Liputanindo.id – Sejumlah platform media sosial mendesak pemerintah Australia Buat menunda RUU yang melarang anak-anak di Dasar 16 tahun menggunakan media sosial.
Google dan Meta Platform mendesak Perdana Menteri Anthony Albanese Buat menunggu hasil uji coba Validasi usia sebelum melanjutkan pengesahan RUU tersebut. Menurut mereka, sistem Validasi usia dapat mencakup biometrik atau identifikasi pemerintah Buat menegakkan batas usia media sosial.
“Kalau Kagak Terdapat hasil seperti itu, Berkualitas industri maupun Penduduk Australia Kagak akan memahami sifat atau skala jaminan usia yang diwajibkan oleh RUU tersebut, maupun Akibat dari langkah-langkah tersebut terhadap Penduduk Australia,” kata Meta dalam pernyataan, dikutip Reuters, Selasa (26/11/2024).
“Dalam bentuknya Begitu ini, RUU tersebut Kagak konsisten dan Kagak efektif,” tambahnya.
RUU itu diperkenalkan di parlemen minggu Lewat dan dibuka Buat pengajuan pendapat selama satu hari. Perdana Menteri Anthony Albanese Mau meloloskan RUU tersebut, yang merupakan salah satu kontrol terketat terhadap penggunaan media sosial anak-anak yang diberlakukan oleh negara mana pun.
Undang-undang tersebut akan memaksa platform media sosial, dan bukan orang Sepuh atau anak-anak, Buat mengambil langkah-langkah yang wajar guna memastikan perlindungan Validasi usia tersedia.
Selain itu, perusahaan dapat didenda hingga 49,5 juta dolar Australia (Rp510 miliar) Buat pelanggaran sistemik.
Selain Google dan Meta, penolakan ini juga muncul dari TikTok yang menyebut RUU tersebut kurang Jernih. Pihaknya khawatir soal rencana pemerintah yang akan meloloskan RUU tanpa konsultasi rinci dengan Spesialis, platform media sosial, organisasi kesehatan mental, dan Engkau muda.
“Kalau Terdapat kebijakan baru yang diajukan, Krusial agar undang-undang disusun secara menyeluruh dan matang, Buat memastikannya dapat mencapai tujuannya. Hal ini Kagak terjadi pada RUU ini,” kata TikTok.

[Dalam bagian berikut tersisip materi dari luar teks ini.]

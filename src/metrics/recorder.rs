//! Metrics recording implementation using Prometheus.

use prometheus::{
    register_counter_vec_with_registry, register_histogram_vec_with_registry, CounterVec,
    Encoder, HistogramVec, Opts, Registry, TextEncoder,
};
use std::sync::Arc;

/// Trait for recording resolver metrics.
pub trait MetricsRecorder: Clone + Send + Sync + 'static {
    /// Records the terminal outcome of a resolver operation.
    fn record_operation(&self, operation: &str, result: &str);

    /// Records how long a resolver operation took end to end.
    fn record_operation_duration(&self, operation: &str, result: &str, duration_secs: f64);

    /// Records a single call to the primary or legacy provider.
    fn record_provider_attempt(&self, operation: &str, role: &str, provider_name: &str, result: &str);

    /// Records the duration of a single provider call.
    fn record_provider_duration(&self, operation: &str, role: &str, duration_secs: f64);

    /// Records that an operation fell back to the legacy provider.
    fn record_fallback(&self, operation: &str);
}

/// Prometheus metrics collector.
#[derive(Clone)]
pub struct Metrics {
    registry: Arc<Registry>,

    operations_total: CounterVec,
    operation_duration_seconds: HistogramVec,

    provider_attempts_total: CounterVec,
    provider_duration_seconds: HistogramVec,

    fallbacks_total: CounterVec,
}

impl Default for Metrics {
    fn default() -> Self {
        Self::new()
    }
}

impl Metrics {
    /// Creates a new metrics instance with its own Prometheus registry.
    pub fn new() -> Self {
        let registry = Arc::new(Registry::new());

        let operations_total = register_counter_vec_with_registry!(
            Opts::new(
                "auth_operations_total",
                "Terminal outcomes of authentication operations"
            ),
            &["operation", "result"],
            registry.clone()
        )
        .expect("Failed to register auth_operations_total");

        let operation_duration_seconds = register_histogram_vec_with_registry!(
            "auth_operation_duration_seconds",
            "Authentication operation duration in seconds",
            &["operation", "result"],
            vec![0.005, 0.01, 0.025, 0.05, 0.1, 0.25, 0.5, 1.0, 2.5, 5.0, 10.0],
            registry.clone()
        )
        .expect("Failed to register auth_operation_duration_seconds");

        let provider_attempts_total = register_counter_vec_with_registry!(
            Opts::new(
                "auth_provider_attempts_total",
                "Calls made to each identity provider"
            ),
            &["operation", "role", "provider_name", "result"],
            registry.clone()
        )
        .expect("Failed to register auth_provider_attempts_total");

        let provider_duration_seconds = register_histogram_vec_with_registry!(
            "auth_provider_duration_seconds",
            "Identity provider call duration in seconds",
            &["operation", "role"],
            vec![0.005, 0.01, 0.025, 0.05, 0.1, 0.25, 0.5, 1.0, 2.5, 5.0],
            registry.clone()
        )
        .expect("Failed to register auth_provider_duration_seconds");

        let fallbacks_total = register_counter_vec_with_registry!(
            Opts::new(
                "auth_fallbacks_total",
                "Operations retried on the legacy provider"
            ),
            &["operation"],
            registry.clone()
        )
        .expect("Failed to register auth_fallbacks_total");

        Metrics {
            registry,
            operations_total,
            operation_duration_seconds,
            provider_attempts_total,
            provider_duration_seconds,
            fallbacks_total,
        }
    }

    /// Renders all metrics in Prometheus text format.
    pub fn render(&self) -> String {
        let encoder = TextEncoder::new();
        let metric_families = self.registry.gather();
        let mut buffer = Vec::new();
        if let Err(e) = encoder.encode(&metric_families, &mut buffer) {
            tracing::error!("Failed to encode metrics: {}", e);
            return String::new();
        }
        String::from_utf8(buffer).unwrap_or_default()
    }
}

impl MetricsRecorder for Metrics {
    fn record_operation(&self, operation: &str, result: &str) {
        self.operations_total
            .with_label_values(&[operation, result])
            .inc();
    }

    fn record_operation_duration(&self, operation: &str, result: &str, duration_secs: f64) {
        self.operation_duration_seconds
            .with_label_values(&[operation, result])
            .observe(duration_secs);
    }

    fn record_provider_attempt(&self, operation: &str, role: &str, provider_name: &str, result: &str) {
        self.provider_attempts_total
            .with_label_values(&[operation, role, provider_name, result])
            .inc();
    }

    fn record_provider_duration(&self, operation: &str, role: &str, duration_secs: f64) {
        self.provider_duration_seconds
            .with_label_values(&[operation, role])
            .observe(duration_secs);
    }

    fn record_fallback(&self, operation: &str) {
        self.fallbacks_total.with_label_values(&[operation]).inc();
    }
}

#[cfg(test)]
mod tests {
    use super::*;

    #[test]
    fn test_render_contains_recorded_series() {
        let metrics = Metrics::new();
        metrics.record_provider_attempt("sign_in", "primary", "supabase", "failure");
        metrics.record_fallback("sign_in");
        metrics.record_operation("sign_in", "success");

        let text = metrics.render();
        assert!(text.contains("auth_fallbacks_total{operation=\"sign_in\"} 1"));
        assert!(text.contains("auth_provider_attempts_total"));
        assert!(text.contains("auth_operations_total"));
    }
}
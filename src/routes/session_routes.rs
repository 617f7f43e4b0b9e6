//! Resolver status and route guard decisions.

use axum::extract::{Query, State};
use axum::http::StatusCode;
use axum::response::IntoResponse;
use axum::routing::get;
use axum::{Json, Router};
use serde::Deserialize;

use crate::state::AppState;

/// Registers status and guard routes.
pub fn routes() -> Router<AppState> {
    Router::new()
        .route("/status", get(status))
        .route("/guard", get(guard))
}

/// Reports configuration, the current session and every operation's loading
/// state. Answers 503 while authentication is not configured.
async fn status(State(state): State<AppState>) -> impl IntoResponse {
    let status = state.resolver.status();
    let code = if status.configured {
        StatusCode::OK
    } else {
        StatusCode::SERVICE_UNAVAILABLE
    };
    (code, Json(status))
}

#[derive(Deserialize)]
struct GuardQuery {
    path: String,
}

async fn guard(State(state): State<AppState>, Query(query): Query<GuardQuery>) -> impl IntoResponse {
    let decision = state
        .guard
        .decide(&query.path, state.resolver.is_authenticated());
    Json(decision)
}
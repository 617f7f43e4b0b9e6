//! Local checks that run before any provider is contacted.

use std::sync::OnceLock;

use regex::Regex;

use super::error::AuthError;
use crate::models::SignUpRequest;

pub const MIN_PASSWORD_LENGTH: usize = 8;

fn email_regex() -> &'static Regex {
    static EMAIL: OnceLock<Regex> = OnceLock::new();
    EMAIL.get_or_init(|| {
        Regex::new(r"^[A-Za-z0-9._%+\-]+@[A-Za-z0-9](?:[A-Za-z0-9\-]*[A-Za-z0-9])?(?:\.[A-Za-z0-9](?:[A-Za-z0-9\-]*[A-Za-z0-9])?)+$")
            .expect("email pattern is valid")
    })
}

pub fn validate_email(email: &str) -> Result<(), AuthError> {
    if email.trim().is_empty() {
        return Err(AuthError::Validation("Email is required".to_string()));
    }
    if !email_regex().is_match(email.trim()) {
        return Err(AuthError::Validation("Invalid email address".to_string()));
    }
    Ok(())
}

/// Password policy: minimum length, lower and upper case, a digit and a
/// special character. Every violated rule is reported.
pub fn validate_password(password: &str) -> Result<(), AuthError> {
    let mut problems = Vec::new();
    if password.chars().count() < MIN_PASSWORD_LENGTH {
        problems.push(format!(
            "Password must be at least {} characters long",
            MIN_PASSWORD_LENGTH
        ));
    }
    if !password.chars().any(|c| c.is_lowercase()) {
        problems.push("Password must contain a lowercase letter".to_string());
    }
    if !password.chars().any(|c| c.is_uppercase()) {
        problems.push("Password must contain an uppercase letter".to_string());
    }
    if !password.chars().any(|c| c.is_ascii_digit()) {
        problems.push("Password must contain a digit".to_string());
    }
    if !password.chars().any(|c| !c.is_alphanumeric()) {
        problems.push("Password must contain a special character".to_string());
    }

    if problems.is_empty() {
        Ok(())
    } else {
        Err(AuthError::Validation(problems.join(", ")))
    }
}

pub fn validate_sign_in(email: &str, password: &str) -> Result<(), AuthError> {
    validate_email(email)?;
    if password.is_empty() {
        return Err(AuthError::Validation("Password is required".to_string()));
    }
    Ok(())
}

pub fn validate_sign_up(request: &SignUpRequest) -> Result<(), AuthError> {
    if request.name.trim().is_empty() {
        return Err(AuthError::Validation("Name is required".to_string()));
    }
    validate_email(&request.email)?;
    validate_password(&request.password)?;
    if request.confirm_password != request.password {
        return Err(AuthError::Validation("Passwords do not match".to_string()));
    }
    Ok(())
}
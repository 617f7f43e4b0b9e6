use reqwest::Client;
use schemars::JsonSchema;
use serde::{Deserialize, Serialize};
use serde_json::{json, Value};
use tracing::{debug, info, warn};

use super::base::{FailureKind, PrimaryProvider, ProviderFailure, ProviderResult};
use super::http::{identity_from_json, map_send_error, read_json};
use crate::models::{Identity, ProfileFields, ProfileUpdate, SignUpReceipt};

/// Config for the Supabase-backed primary provider, reached through the
/// platform's `/supabase-auth` endpoints.
#[derive(Deserialize, Serialize, Debug, JsonSchema, Clone)]
pub struct SupabasePrimaryConfig {
    pub name: String,
    pub base_url: String,
}

/// Primary provider speaking to the `/supabase-auth` API. The session itself
/// lives in cookies kept by the client's cookie store.
pub struct SupabasePrimaryProvider {
    config: SupabasePrimaryConfig,
    client: Client,
}

impl SupabasePrimaryProvider {
    pub fn new(config: &SupabasePrimaryConfig) -> Self {
        info!(
            "Creating SupabasePrimaryProvider '{}' at '{}'",
            config.name, config.base_url
        );
        let client = Client::builder()
            .cookie_store(true)
            .build()
            .unwrap_or_else(|e| {
                warn!("Falling back to a client without cookie store: {}", e);
                Client::new()
            });
        Self {
            config: config.clone(),
            client,
        }
    }

    fn url(&self, path: &str) -> String {
        format!(
            "{}/supabase-auth/{}",
            self.config.base_url.trim_end_matches('/'),
            path
        )
    }

    async fn send(
        &self,
        request: reqwest::RequestBuilder,
        client_error: FailureKind,
    ) -> ProviderResult<Value> {
        let response = request
            .send()
            .await
            .map_err(|e| map_send_error(&self.config.name, e))?;
        read_json(&self.config.name, response, "error", client_error).await
    }

    fn user_from(&self, body: &Value) -> ProviderResult<Identity> {
        let user = body.get("user").unwrap_or(body);
        identity_from_json(&self.config.name, user)
    }
}

#[async_trait::async_trait]
impl PrimaryProvider for SupabasePrimaryProvider {
    fn get_name(&self) -> &str {
        &self.config.name
    }

    async fn sign_up(
        &self,
        email: &str,
        password: &str,
        name: &str,
    ) -> ProviderResult<SignUpReceipt> {
        debug!("Supabase sign-up for '{}'", email);
        let body = self
            .send(
                self.client
                    .post(self.url("signup"))
                    .json(&json!({"email": email, "password": password, "name": name})),
                FailureKind::Rejected,
            )
            .await?;
        let identity = self.user_from(&body)?;
        let session_established = body.get("session").map_or(false, |s| !s.is_null());
        Ok(SignUpReceipt {
            identity,
            session_established,
        })
    }

    async fn sign_in(&self, email: &str, password: &str) -> ProviderResult<Identity> {
        debug!("Supabase sign-in for '{}'", email);
        let body = self
            .send(
                self.client
                    .post(self.url("signin"))
                    .json(&json!({"email": email, "password": password})),
                FailureKind::InvalidCredentials,
            )
            .await?;
        self.user_from(&body)
    }

    async fn sign_out(&self) -> ProviderResult<()> {
        self.send(self.client.post(self.url("signout")), FailureKind::Rejected)
            .await
            .map(|_| ())
    }

    async fn get_session(&self) -> ProviderResult<bool> {
        let body = self
            .send(self.client.get(self.url("session")), FailureKind::Rejected)
            .await?;
        Ok(body.get("session").map_or(false, |s| !s.is_null()))
    }

    async fn get_current_user(&self) -> ProviderResult<Identity> {
        let body = self
            .send(self.client.get(self.url("user")), FailureKind::Rejected)
            .await?;
        self.user_from(&body)
    }

    async fn update_profile(&self, update: &ProfileUpdate) -> ProviderResult<ProfileFields> {
        let body = self
            .send(
                self.client.put(self.url("profile")).json(update),
                FailureKind::Rejected,
            )
            .await?;
        let user = body.get("user").cloned().unwrap_or(Value::Null);
        let metadata = user.get("user_metadata").cloned().unwrap_or(Value::Null);
        let pick = |key: &str| {
            user.get(key)
                .or_else(|| metadata.get(key))
                .and_then(Value::as_str)
                .map(str::to_string)
        };
        Ok(ProfileFields {
            email: pick("email"),
            name: pick("name"),
            avatar_url: pick("avatar_url"),
        })
    }

    async fn reset_password(&self, email: &str) -> ProviderResult<()> {
        self.send(
            self.client
                .post(self.url("reset-password"))
                .json(&json!({"email": email})),
            FailureKind::Rejected,
        )
        .await
        .map(|_| ())
    }

    async fn update_password(&self, password: &str) -> ProviderResult<()> {
        self.send(
            self.client
                .put(self.url("password"))
                .json(&json!({"password": password})),
            FailureKind::Rejected,
        )
        .await
        .map(|_| ())
    }

    async fn sign_in_with_oauth(&self, provider: &str) -> ProviderResult<String> {
        let body = self
            .send(
                self.client.get(self.url(&format!("oauth/{}", provider))),
                FailureKind::Rejected,
            )
            .await?;
        body.get("url")
            .and_then(Value::as_str)
            .map(str::to_string)
            .ok_or_else(|| ProviderFailure::network("OAuth response did not contain a url"))
    }
}

#[cfg(test)]
mod tests {
    use super::*;
    use mockito::{Matcher, Server};

    fn provider(url: String) -> SupabasePrimaryProvider {
        SupabasePrimaryProvider::new(&SupabasePrimaryConfig {
            name: "supabase".to_string(),
            base_url: url,
        })
    }

    #[tokio::test]
    async fn test_sign_in_success() {
        let mut server = Server::new_async().await;
        let m = server
            .mock("POST", "/supabase-auth/signin")
            .match_body(Matcher::Json(
                json!({"email": "a@b.com", "password": "Secret1!"}),
            ))
            .with_status(200)
            .with_header("content-type", "application/json")
            .with_body(r#"{"user": {"id": "u1", "email": "a@b.com", "name": "Ana"}, "session": {}}"#)
            .create_async()
            .await;

        let identity = provider(server.url())
            .sign_in("a@b.com", "Secret1!")
            .await
            .unwrap();
        m.assert_async().await;
        assert_eq!(identity.id, "u1");
        assert_eq!(identity.name.as_deref(), Some("Ana"));
    }

    #[tokio::test]
    async fn test_sign_in_bad_credentials() {
        let mut server = Server::new_async().await;
        server
            .mock("POST", "/supabase-auth/signin")
            .with_status(400)
            .with_body(r#"{"error": "Invalid login credentials"}"#)
            .create_async()
            .await;

        let err = provider(server.url())
            .sign_in("a@b.com", "nope")
            .await
            .unwrap_err();
        assert_eq!(err.kind, FailureKind::InvalidCredentials);
        assert_eq!(err.message, "Invalid login credentials");
    }

    #[tokio::test]
    async fn test_server_error_is_unavailable() {
        let mut server = Server::new_async().await;
        server
            .mock("POST", "/supabase-auth/reset-password")
            .with_status(503)
            .create_async()
            .await;

        let err = provider(server.url())
            .reset_password("a@b.com")
            .await
            .unwrap_err();
        assert_eq!(err.kind, FailureKind::Unavailable);
    }

    #[tokio::test]
    async fn test_sign_up_without_session_needs_verification() {
        let mut server = Server::new_async().await;
        server
            .mock("POST", "/supabase-auth/signup")
            .with_status(200)
            .with_body(r#"{"user": {"id": "u2", "email": "new@b.com"}, "session": null}"#)
            .create_async()
            .await;

        let receipt = provider(server.url())
            .sign_up("new@b.com", "Secret1!", "New")
            .await
            .unwrap();
        assert!(!receipt.session_established);
        assert_eq!(receipt.identity.email, "new@b.com");
    }

    #[tokio::test]
    async fn test_get_session_absent() {
        let mut server = Server::new_async().await;
        server
            .mock("GET", "/supabase-auth/session")
            .with_status(200)
            .with_body(r#"{"session": null}"#)
            .create_async()
            .await;

        assert!(!provider(server.url()).get_session().await.unwrap());
    }

    #[tokio::test]
    async fn test_oauth_url() {
        let mut server = Server::new_async().await;
        server
            .mock("GET", "/supabase-auth/oauth/github")
            .with_status(200)
            .with_body(r#"{"url": "https://github.com/login/oauth/authorize?x=1"}"#)
            .create_async()
            .await;

        let url = provider(server.url())
            .sign_in_with_oauth("github")
            .await
            .unwrap();
        assert!(url.starts_with("https://github.com/"));
    }

    #[tokio::test]
    async fn test_unreachable_is_unavailable() {
        // Nothing listens on port 9 of localhost in the test environment.
        let err = provider("http://127.0.0.1:9".to_string())
            .sign_in("a@b.com", "x")
            .await
            .unwrap_err();
        assert_eq!(err.kind, FailureKind::Unavailable);
    }
}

Di sisi lain, X Punya Elon Musk menyampaikan kekhawatiran bahwa RUU tersebut akan berdampak negatif pada hak asasi Mahluk anak-anak dan kaum muda, termasuk hak mereka atas kebebasan berekspresi dan akses terhadap informasi.
Miliarder AS tersebut, yang menganggap dirinya sebagai pejuang kebebasan berbicara, minggu Lewat menyerang pemerintah Australia dengan mengatakan bahwa RUU tersebut tampak seperti Langkah tersembunyi Buat mengendalikan akses ke internet.